(Stored data entries)
- - -

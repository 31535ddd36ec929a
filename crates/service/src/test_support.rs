#![cfg(test)]
use tokio::sync::OnceCell;
use sea_orm::DatabaseConnection;
use migration::MigratorTrait;
use models::db::{connect_with_config, DATABASE_URL};
use uuid::Uuid;

// Ensure migrations run only once across the entire test process
static MIGRATED: OnceCell<bool> = OnceCell::const_new();

fn test_db_config() -> configs::DatabaseConfig {
    configs::DatabaseConfig {
        url: DATABASE_URL.clone(),
        max_connections: 10,
        min_connections: 1,
        acquire_timeout_secs: 10,
        connect_timeout_secs: 5,
        ..Default::default()
    }
}

/// Migrated connection, or `None` when `SKIP_DB_TESTS` is set or the database is unreachable.
pub async fn get_db() -> Option<DatabaseConnection> {
    if std::env::var("SKIP_DB_TESTS").is_ok() {
        return None;
    }
    let migrated = *MIGRATED
        .get_or_init(|| async {
            let db = match connect_with_config(&test_db_config()).await {
                Ok(db) => db,
                Err(e) => {
                    eprintln!("skip: cannot connect to db: {e}");
                    return false;
                }
            };
            match migration::Migrator::up(&db, None).await {
                Ok(()) => true,
                Err(e) => {
                    eprintln!("skip: migrate up failed: {e}");
                    false
                }
            }
        })
        .await;
    if !migrated {
        return None;
    }
    // fresh connection for the current test's runtime
    connect_with_config(&test_db_config()).await.ok()
}

/// Insert a throwaway user with a unique email.
pub async fn make_user(db: &DatabaseConnection, full_name: Option<&str>) -> anyhow::Result<models::user::Model> {
    let email = format!("svc_{}@example.com", Uuid::new_v4());
    let hash = crate::auth::password::hash_password("12345678")?;
    Ok(models::user::create(db, &email, &hash, full_name.map(str::to_string)).await?)
}

/// Insert an approved job with the given title and location.
pub async fn make_job(db: &DatabaseConnection, title: &str, location: &str) -> anyhow::Result<models::job::Model> {
    Ok(models::job::create(
        db,
        models::job::NewJob {
            title: title.to_string(),
            company: format!("Co {}", Uuid::new_v4()),
            location: Some(location.to_string()),
            description: Some(format!("{title} role")),
            status: Some(models::job::JobStatus::Approved),
            ..Default::default()
        },
    )
    .await?)
}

- - -

PROBLEM DETAILS: Every line of the entries above that includes "None" should be copied.

ANSWER AREA:
/// Migrated connection, or `None` when `SKIP_DB_TESTS` is set or the database is unreachable.
        return None;
            match migration::Migrator::up(&db, None).await {
        return None;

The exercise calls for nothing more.